//! Combat systems - damage application, effect cues, and corpse cleanup.

use bevy::prelude::*;

use super::components::*;
use crate::core::EffectCue;

/// Apply damage to entities.
///
/// Accepted hits produce `DamageTaken`; the hit that empties a health pool
/// also marks the entity `Dead` and sends its single `DeathEvent`.
pub fn apply_damage(
    mut commands: Commands,
    mut damage_events: EventReader<DamageEvent>,
    mut health_query: Query<&mut Health, Without<Dead>>,
    mut damage_taken: EventWriter<DamageTaken>,
    mut death_events: EventWriter<DeathEvent>,
) {
    for event in damage_events.read() {
        // Missing or already-dead targets are stale references; ignore them
        let Ok(mut health) = health_query.get_mut(event.target) else {
            continue;
        };

        let outcome = health.apply_damage(event.amount);
        if !outcome.landed() {
            continue;
        }

        damage_taken.send(DamageTaken {
            target: event.target,
            source: event.source,
            hit_point: event.hit_point,
            hit_normal: event.hit_normal,
        });

        if outcome == DamageOutcome::Killed {
            commands.entity(event.target).insert(Dead);
            death_events.send(DeathEvent {
                entity: event.target,
                killed_by: Some(event.source),
            });
        }
    }
}

/// Turn landed hits and deaths into effect requests.
pub fn emit_effect_cues(
    mut damage_taken: EventReader<DamageTaken>,
    mut deaths: EventReader<DeathEvent>,
    mut cues: EventWriter<EffectCue>,
) {
    for hit in damage_taken.read() {
        cues.send(EffectCue::Hit {
            target: hit.target,
            point: hit.hit_point,
            normal: hit.hit_normal,
        });
    }

    for death in deaths.read() {
        cues.send(EffectCue::Death { entity: death.entity });
    }
}

/// Headless stand-in for the effects/audio backend.
pub fn log_effect_cues(mut cues: EventReader<EffectCue>) {
    for cue in cues.read() {
        match cue {
            EffectCue::Hit { target, point, normal } => {
                debug!("Hit effect on {:?} at {:?} (normal {:?})", target, point, normal);
            }
            EffectCue::Death { entity } => {
                debug!("Death effect for {:?}", entity);
            }
        }
    }
}

/// Despawn entities whose delayed-destruction timer has run out.
pub fn despawn_expired(
    mut commands: Commands,
    time: Res<Time>,
    mut query: Query<(Entity, &mut DespawnTimer)>,
) {
    for (entity, mut timer) in query.iter_mut() {
        timer.0.tick(time.delta());

        if timer.0.finished() {
            commands.entity(entity).despawn_recursive();
        }
    }
}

EXERCISE GOAL |
Repeat, exactly and only, the lines from the beginning of the material through the line that contains "a health pool".

ANSWER BOX |
//! Combat systems - damage application, effect cues, and corpse cleanup.

use bevy::prelude::*;

use super::components::*;
use crate::core::EffectCue;

/// Apply damage to entities.
///
/// Accepted hits produce `DamageTaken`; the hit that empties a health pool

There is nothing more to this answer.